> **Task**
Reproduce the entries shown below only from the line with "progress.clamp(0.0, 1.0)" down to the line with "the same way", keeping both end lines and copying each one exactly.

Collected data
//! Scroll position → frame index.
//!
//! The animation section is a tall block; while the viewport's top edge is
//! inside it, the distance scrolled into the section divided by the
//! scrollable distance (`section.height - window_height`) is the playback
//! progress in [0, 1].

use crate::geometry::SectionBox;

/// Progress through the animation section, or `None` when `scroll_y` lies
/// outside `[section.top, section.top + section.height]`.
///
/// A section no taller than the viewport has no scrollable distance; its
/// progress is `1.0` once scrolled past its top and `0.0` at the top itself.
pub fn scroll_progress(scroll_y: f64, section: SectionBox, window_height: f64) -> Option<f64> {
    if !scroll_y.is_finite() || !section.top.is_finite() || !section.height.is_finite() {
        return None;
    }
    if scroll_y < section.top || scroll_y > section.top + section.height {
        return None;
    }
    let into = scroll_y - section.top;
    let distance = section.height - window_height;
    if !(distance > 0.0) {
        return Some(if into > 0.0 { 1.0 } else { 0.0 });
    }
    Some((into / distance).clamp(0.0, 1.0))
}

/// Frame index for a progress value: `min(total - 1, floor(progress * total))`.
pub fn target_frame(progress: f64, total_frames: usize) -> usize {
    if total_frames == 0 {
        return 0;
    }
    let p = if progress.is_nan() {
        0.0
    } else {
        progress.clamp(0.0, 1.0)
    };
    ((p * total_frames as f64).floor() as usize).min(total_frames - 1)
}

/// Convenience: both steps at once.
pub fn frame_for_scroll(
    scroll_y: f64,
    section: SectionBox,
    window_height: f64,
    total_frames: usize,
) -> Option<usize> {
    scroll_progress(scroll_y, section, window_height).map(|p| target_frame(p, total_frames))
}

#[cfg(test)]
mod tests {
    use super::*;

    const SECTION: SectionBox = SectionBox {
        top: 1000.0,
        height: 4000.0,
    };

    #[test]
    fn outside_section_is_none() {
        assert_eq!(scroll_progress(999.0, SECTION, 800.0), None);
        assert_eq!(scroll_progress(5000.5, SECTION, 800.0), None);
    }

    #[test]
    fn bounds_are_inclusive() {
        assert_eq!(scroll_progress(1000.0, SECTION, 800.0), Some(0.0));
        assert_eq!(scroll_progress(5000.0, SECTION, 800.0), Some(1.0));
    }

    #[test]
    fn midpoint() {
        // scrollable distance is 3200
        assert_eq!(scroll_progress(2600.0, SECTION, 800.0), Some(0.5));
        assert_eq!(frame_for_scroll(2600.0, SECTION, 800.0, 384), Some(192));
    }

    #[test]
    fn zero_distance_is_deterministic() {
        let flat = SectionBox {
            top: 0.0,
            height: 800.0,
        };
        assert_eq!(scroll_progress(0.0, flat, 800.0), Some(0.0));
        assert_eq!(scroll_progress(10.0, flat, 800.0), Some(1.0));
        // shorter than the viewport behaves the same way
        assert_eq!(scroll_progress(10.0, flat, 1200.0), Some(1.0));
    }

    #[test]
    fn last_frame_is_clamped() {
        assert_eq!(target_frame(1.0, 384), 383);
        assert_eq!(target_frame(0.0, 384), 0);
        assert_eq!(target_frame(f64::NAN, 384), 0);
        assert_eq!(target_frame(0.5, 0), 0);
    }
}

==

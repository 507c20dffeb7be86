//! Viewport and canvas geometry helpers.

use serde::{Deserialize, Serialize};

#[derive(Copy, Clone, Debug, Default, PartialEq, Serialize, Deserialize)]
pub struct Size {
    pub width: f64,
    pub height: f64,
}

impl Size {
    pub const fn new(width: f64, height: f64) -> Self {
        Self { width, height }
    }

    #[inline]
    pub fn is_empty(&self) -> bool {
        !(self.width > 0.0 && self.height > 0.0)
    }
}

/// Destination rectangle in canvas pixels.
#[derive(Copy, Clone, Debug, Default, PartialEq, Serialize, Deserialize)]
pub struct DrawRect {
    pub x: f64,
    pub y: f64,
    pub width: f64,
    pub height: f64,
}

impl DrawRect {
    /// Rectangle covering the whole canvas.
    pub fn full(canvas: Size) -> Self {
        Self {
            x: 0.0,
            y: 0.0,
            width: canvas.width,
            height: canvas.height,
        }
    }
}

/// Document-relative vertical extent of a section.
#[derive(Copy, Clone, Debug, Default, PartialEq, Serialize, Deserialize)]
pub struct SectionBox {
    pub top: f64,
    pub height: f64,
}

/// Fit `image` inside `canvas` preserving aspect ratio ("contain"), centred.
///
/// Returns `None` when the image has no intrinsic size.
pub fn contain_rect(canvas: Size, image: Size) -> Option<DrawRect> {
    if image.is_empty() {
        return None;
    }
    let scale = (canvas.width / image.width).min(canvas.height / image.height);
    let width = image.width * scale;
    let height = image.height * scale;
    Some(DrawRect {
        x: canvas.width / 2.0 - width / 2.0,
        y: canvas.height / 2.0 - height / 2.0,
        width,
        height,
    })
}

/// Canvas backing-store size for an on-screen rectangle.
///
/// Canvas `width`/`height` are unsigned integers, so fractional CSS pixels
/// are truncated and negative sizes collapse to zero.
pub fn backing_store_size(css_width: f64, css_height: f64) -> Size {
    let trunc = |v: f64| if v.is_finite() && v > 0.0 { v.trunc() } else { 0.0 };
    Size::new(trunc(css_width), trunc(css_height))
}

> **Response to this exercise**
        progress.clamp(0.0, 1.0)
    };
    ((p * total_frames as f64).floor() as usize).min(total_frames - 1)
}

/// Convenience: both steps at once.
pub fn frame_for_scroll(
    scroll_y: f64,
    section: SectionBox,
    window_height: f64,
    total_frames: usize,
) -> Option<usize> {
    scroll_progress(scroll_y, section, window_height).map(|p| target_frame(p, total_frames))
}

#[cfg(test)]
mod tests {
    use super::*;

    const SECTION: SectionBox = SectionBox {
        top: 1000.0,
        height: 4000.0,
    };

    #[test]
    fn outside_section_is_none() {
        assert_eq!(scroll_progress(999.0, SECTION, 800.0), None);
        assert_eq!(scroll_progress(5000.5, SECTION, 800.0), None);
    }

    #[test]
    fn bounds_are_inclusive() {
        assert_eq!(scroll_progress(1000.0, SECTION, 800.0), Some(0.0));
        assert_eq!(scroll_progress(5000.0, SECTION, 800.0), Some(1.0));
    }

    #[test]
    fn midpoint() {
        // scrollable distance is 3200
        assert_eq!(scroll_progress(2600.0, SECTION, 800.0), Some(0.5));
        assert_eq!(frame_for_scroll(2600.0, SECTION, 800.0, 384), Some(192));
    }

    #[test]
    fn zero_distance_is_deterministic() {
        let flat = SectionBox {
            top: 0.0,
            height: 800.0,
        };
        assert_eq!(scroll_progress(0.0, flat, 800.0), Some(0.0));
        assert_eq!(scroll_progress(10.0, flat, 800.0), Some(1.0));
        // shorter than the viewport behaves the same way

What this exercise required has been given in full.